# Exercise goal
Once more, print the records exactly as given.

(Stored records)
===============
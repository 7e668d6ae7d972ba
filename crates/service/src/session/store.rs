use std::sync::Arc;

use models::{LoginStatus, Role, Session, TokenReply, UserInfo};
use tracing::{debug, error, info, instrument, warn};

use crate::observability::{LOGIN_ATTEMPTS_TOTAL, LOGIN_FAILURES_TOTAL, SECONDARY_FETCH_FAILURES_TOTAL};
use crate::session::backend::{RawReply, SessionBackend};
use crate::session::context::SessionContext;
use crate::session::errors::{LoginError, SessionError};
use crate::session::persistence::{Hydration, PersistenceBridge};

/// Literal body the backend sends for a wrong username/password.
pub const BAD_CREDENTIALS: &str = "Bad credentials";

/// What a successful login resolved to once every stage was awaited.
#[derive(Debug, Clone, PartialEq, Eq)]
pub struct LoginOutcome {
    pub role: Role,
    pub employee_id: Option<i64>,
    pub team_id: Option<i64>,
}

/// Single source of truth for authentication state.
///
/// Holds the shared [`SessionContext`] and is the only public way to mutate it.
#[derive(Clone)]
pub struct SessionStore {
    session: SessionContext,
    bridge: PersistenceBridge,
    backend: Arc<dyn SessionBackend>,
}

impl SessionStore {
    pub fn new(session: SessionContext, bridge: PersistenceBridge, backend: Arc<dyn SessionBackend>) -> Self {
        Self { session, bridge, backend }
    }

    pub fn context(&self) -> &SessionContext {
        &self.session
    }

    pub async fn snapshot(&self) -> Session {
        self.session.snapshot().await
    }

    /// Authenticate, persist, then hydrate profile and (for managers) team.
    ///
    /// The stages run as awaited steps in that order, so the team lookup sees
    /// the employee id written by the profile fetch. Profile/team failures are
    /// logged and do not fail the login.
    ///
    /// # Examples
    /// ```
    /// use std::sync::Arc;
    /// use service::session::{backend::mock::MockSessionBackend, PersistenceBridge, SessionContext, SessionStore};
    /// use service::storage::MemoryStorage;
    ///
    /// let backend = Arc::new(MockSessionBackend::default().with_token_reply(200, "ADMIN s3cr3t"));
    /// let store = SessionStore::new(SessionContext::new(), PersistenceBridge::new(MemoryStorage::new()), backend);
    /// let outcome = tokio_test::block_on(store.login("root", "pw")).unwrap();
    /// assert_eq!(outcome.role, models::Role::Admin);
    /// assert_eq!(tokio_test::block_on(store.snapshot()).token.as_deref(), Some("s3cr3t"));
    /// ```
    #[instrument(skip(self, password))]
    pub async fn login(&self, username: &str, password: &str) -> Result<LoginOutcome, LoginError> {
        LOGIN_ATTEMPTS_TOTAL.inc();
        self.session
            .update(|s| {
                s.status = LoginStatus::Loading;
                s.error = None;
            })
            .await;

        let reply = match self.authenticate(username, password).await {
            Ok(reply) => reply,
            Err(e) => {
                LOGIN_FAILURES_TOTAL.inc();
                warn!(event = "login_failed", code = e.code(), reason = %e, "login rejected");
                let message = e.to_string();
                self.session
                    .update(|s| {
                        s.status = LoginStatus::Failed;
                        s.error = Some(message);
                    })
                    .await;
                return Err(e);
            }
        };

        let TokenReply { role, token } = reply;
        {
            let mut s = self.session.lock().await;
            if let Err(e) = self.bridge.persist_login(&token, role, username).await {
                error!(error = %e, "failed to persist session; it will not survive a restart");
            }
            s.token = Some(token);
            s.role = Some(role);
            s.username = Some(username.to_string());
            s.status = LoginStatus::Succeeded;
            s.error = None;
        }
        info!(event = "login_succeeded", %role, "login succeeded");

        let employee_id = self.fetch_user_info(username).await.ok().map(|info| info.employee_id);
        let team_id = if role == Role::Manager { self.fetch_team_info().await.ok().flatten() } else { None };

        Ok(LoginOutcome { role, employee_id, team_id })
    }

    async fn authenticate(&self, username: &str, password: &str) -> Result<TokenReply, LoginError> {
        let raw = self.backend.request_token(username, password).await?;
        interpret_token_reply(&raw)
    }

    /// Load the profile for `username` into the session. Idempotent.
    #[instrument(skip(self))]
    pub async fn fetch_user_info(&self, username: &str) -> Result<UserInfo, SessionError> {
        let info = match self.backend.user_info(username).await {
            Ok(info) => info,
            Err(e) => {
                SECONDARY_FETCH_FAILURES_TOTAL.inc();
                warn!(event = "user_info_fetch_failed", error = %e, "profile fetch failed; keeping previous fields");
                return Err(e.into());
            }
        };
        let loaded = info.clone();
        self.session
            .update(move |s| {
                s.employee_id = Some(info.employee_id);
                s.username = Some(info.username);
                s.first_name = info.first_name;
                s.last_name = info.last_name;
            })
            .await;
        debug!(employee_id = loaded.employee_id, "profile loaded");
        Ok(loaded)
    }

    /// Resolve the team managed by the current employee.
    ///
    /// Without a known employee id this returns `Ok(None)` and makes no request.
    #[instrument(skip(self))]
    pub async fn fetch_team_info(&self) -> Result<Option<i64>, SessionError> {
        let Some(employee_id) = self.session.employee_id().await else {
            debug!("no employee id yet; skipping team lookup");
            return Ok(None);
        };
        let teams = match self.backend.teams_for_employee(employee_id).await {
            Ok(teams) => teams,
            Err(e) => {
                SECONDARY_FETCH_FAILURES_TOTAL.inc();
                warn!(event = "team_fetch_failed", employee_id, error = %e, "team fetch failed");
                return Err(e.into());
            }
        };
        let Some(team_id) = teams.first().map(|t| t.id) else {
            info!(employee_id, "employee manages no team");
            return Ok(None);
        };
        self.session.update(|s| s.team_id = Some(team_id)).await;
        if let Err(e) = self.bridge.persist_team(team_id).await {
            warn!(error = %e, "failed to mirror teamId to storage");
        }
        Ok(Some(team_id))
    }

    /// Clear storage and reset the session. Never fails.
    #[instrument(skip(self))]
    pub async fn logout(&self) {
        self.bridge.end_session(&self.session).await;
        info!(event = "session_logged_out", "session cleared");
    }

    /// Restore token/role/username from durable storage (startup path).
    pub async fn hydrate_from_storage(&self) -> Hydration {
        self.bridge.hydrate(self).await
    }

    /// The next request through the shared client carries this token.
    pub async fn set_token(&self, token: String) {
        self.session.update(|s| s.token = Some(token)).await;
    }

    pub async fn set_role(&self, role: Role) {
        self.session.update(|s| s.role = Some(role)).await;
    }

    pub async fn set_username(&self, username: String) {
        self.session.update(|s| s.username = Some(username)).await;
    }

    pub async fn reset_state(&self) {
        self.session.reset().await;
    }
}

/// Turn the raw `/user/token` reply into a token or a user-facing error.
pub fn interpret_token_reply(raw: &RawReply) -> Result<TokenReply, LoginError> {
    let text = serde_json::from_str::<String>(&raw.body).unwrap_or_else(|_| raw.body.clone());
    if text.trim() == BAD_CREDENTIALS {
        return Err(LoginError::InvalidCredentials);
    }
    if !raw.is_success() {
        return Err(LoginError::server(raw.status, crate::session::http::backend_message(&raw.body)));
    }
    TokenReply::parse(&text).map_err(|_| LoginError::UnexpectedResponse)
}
===============
# Solution for this task
repository 7e668d6ae7d972ba
filename crates/service/src/session/store.rs
use std::sync::Arc;

use models::{LoginStatus, Role, Session, TokenReply, UserInfo};
use tracing::{debug, error, info, instrument, warn};

use crate::observability::{LOGIN_ATTEMPTS_TOTAL, LOGIN_FAILURES_TOTAL, SECONDARY_FETCH_FAILURES_TOTAL};
use crate::session::backend::{RawReply, SessionBackend};
use crate::session::context::SessionContext;
use crate::session::errors::{LoginError, SessionError};
use crate::session::persistence::{Hydration, PersistenceBridge};

/// Literal body the backend sends for a wrong username/password.
pub const BAD_CREDENTIALS: &str = "Bad credentials";

/// What a successful login resolved to once every stage was awaited.
#[derive(Debug, Clone, PartialEq, Eq)]
pub struct LoginOutcome {
    pub role: Role,
    pub employee_id: Option<i64>,
    pub team_id: Option<i64>,
}

/// Single source of truth for authentication state.
///
/// Holds the shared [`SessionContext`] and is the only public way to mutate it.
#[derive(Clone)]
pub struct SessionStore {
    session: SessionContext,
    bridge: PersistenceBridge,
    backend: Arc<dyn SessionBackend>,
}

impl SessionStore {
    pub fn new(session: SessionContext, bridge: PersistenceBridge, backend: Arc<dyn SessionBackend>) -> Self {
        Self { session, bridge, backend }
    }

    pub fn context(&self) -> &SessionContext {
        &self.session
    }

    pub async fn snapshot(&self) -> Session {
        self.session.snapshot().await
    }

    /// Authenticate, persist, then hydrate profile and (for managers) team.
    ///
    /// The stages run as awaited steps in that order, so the team lookup sees
    /// the employee id written by the profile fetch. Profile/team failures are
    /// logged and do not fail the login.
    ///
    /// # Examples
    /// ```
    /// use std::sync::Arc;
    /// use service::session::{backend::mock::MockSessionBackend, PersistenceBridge, SessionContext, SessionStore};
    /// use service::storage::MemoryStorage;
    ///
    /// let backend = Arc::new(MockSessionBackend::default().with_token_reply(200, "ADMIN s3cr3t"));
    /// let store = SessionStore::new(SessionContext::new(), PersistenceBridge::new(MemoryStorage::new()), backend);
    /// let outcome = tokio_test::block_on(store.login("root", "pw")).unwrap();
    /// assert_eq!(outcome.role, models::Role::Admin);
    /// assert_eq!(tokio_test::block_on(store.snapshot()).token.as_deref(), Some("s3cr3t"));
    /// ```
    #[instrument(skip(self, password))]
    pub async fn login(&self, username: &str, password: &str) -> Result<LoginOutcome, LoginError> {
        LOGIN_ATTEMPTS_TOTAL.inc();
        self.session
            .update(|s| {
                s.status = LoginStatus::Loading;
                s.error = None;
            })
            .await;

        let reply = match self.authenticate(username, password).await {
            Ok(reply) => reply,
            Err(e) => {
                LOGIN_FAILURES_TOTAL.inc();
                warn!(event = "login_failed", code = e.code(), reason = %e, "login rejected");
                let message = e.to_string();
                self.session
                    .update(|s| {
                        s.status = LoginStatus::Failed;
                        s.error = Some(message);
                    })
                    .await;
                return Err(e);
            }
        };

        let TokenReply { role, token } = reply;
        {
            let mut s = self.session.lock().await;
            if let Err(e) = self.bridge.persist_login(&token, role, username).await {
                error!(error = %e, "failed to persist session; it will not survive a restart");
            }
            s.token = Some(token);
            s.role = Some(role);
            s.username = Some(username.to_string());
            s.status = LoginStatus::Succeeded;
            s.error = None;
        }
        info!(event = "login_succeeded", %role, "login succeeded");

        let employee_id = self.fetch_user_info(username).await.ok().map(|info| info.employee_id);
        let team_id = if role == Role::Manager { self.fetch_team_info().await.ok().flatten() } else { None };

        Ok(LoginOutcome { role, employee_id, team_id })
    }

    async fn authenticate(&self, username: &str, password: &str) -> Result<TokenReply, LoginError> {
        let raw = self.backend.request_token(username, password).await?;
        interpret_token_reply(&raw)
    }

    /// Load the profile for `username` into the session. Idempotent.
    #[instrument(skip(self))]
    pub async fn fetch_user_info(&self, username: &str) -> Result<UserInfo, SessionError> {
        let info = match self.backend.user_info(username).await {
            Ok(info) => info,
            Err(e) => {
                SECONDARY_FETCH_FAILURES_TOTAL.inc();
                warn!(event = "user_info_fetch_failed", error = %e, "profile fetch failed; keeping previous fields");
                return Err(e.into());
            }
        };
        let loaded = info.clone();
        self.session
            .update(move |s| {
                s.employee_id = Some(info.employee_id);
                s.username = Some(info.username);
                s.first_name = info.first_name;
                s.last_name = info.last_name;
            })
            .await;
        debug!(employee_id = loaded.employee_id, "profile loaded");
        Ok(loaded)
    }

    /// Resolve the team managed by the current employee.
    ///
    /// Without a known employee id this returns `Ok(None)` and makes no request.
    #[instrument(skip(self))]
    pub async fn fetch_team_info(&self) -> Result<Option<i64>, SessionError> {
        let Some(employee_id) = self.session.employee_id().await else {
            debug!("no employee id yet; skipping team lookup");
            return Ok(None);
        };
        let teams = match self.backend.teams_for_employee(employee_id).await {
            Ok(teams) => teams,
            Err(e) => {
                SECONDARY_FETCH_FAILURES_TOTAL.inc();
                warn!(event = "team_fetch_failed", employee_id, error = %e, "team fetch failed");
                return Err(e.into());
            }
        };
        let Some(team_id) = teams.first().map(|t| t.id) else {
            info!(employee_id, "employee manages no team");
            return Ok(None);
        };
        self.session.update(|s| s.team_id = Some(team_id)).await;
        if let Err(e) = self.bridge.persist_team(team_id).await {
            warn!(error = %e, "failed to mirror teamId to storage");
        }
        Ok(Some(team_id))
    }

    /// Clear storage and reset the session. Never fails.
    #[instrument(skip(self))]
    pub async fn logout(&self) {
        self.bridge.end_session(&self.session).await;
        info!(event = "session_logged_out", "session cleared");
    }

    /// Restore token/role/username from durable storage (startup path).
    pub async fn hydrate_from_storage(&self) -> Hydration {
        self.bridge.hydrate(self).await
    }

    /// The next request through the shared client carries this token.
    pub async fn set_token(&self, token: String) {
        self.session.update(|s| s.token = Some(token)).await;
    }

    pub async fn set_role(&self, role: Role) {
        self.session.update(|s| s.role = Some(role)).await;
    }

    pub async fn set_username(&self, username: String) {
        self.session.update(|s| s.username = Some(username)).await;
    }

    pub async fn reset_state(&self) {
        self.session.reset().await;
    }
}

/// Turn the raw `/user/token` reply into a token or a user-facing error.
pub fn interpret_token_reply(raw: &RawReply) -> Result<TokenReply, LoginError> {
    let text = serde_json::from_str::<String>(&raw.body).unwrap_or_else(|_| raw.body.clone());
    if text.trim() == BAD_CREDENTIALS {
        return Err(LoginError::InvalidCredentials);
    }
    if !raw.is_success() {
        return Err(LoginError::server(raw.status, crate::session::http::backend_message(&raw.body)));
    }
    TokenReply::parse(&text).map_err(|_| LoginError::UnexpectedResponse)
}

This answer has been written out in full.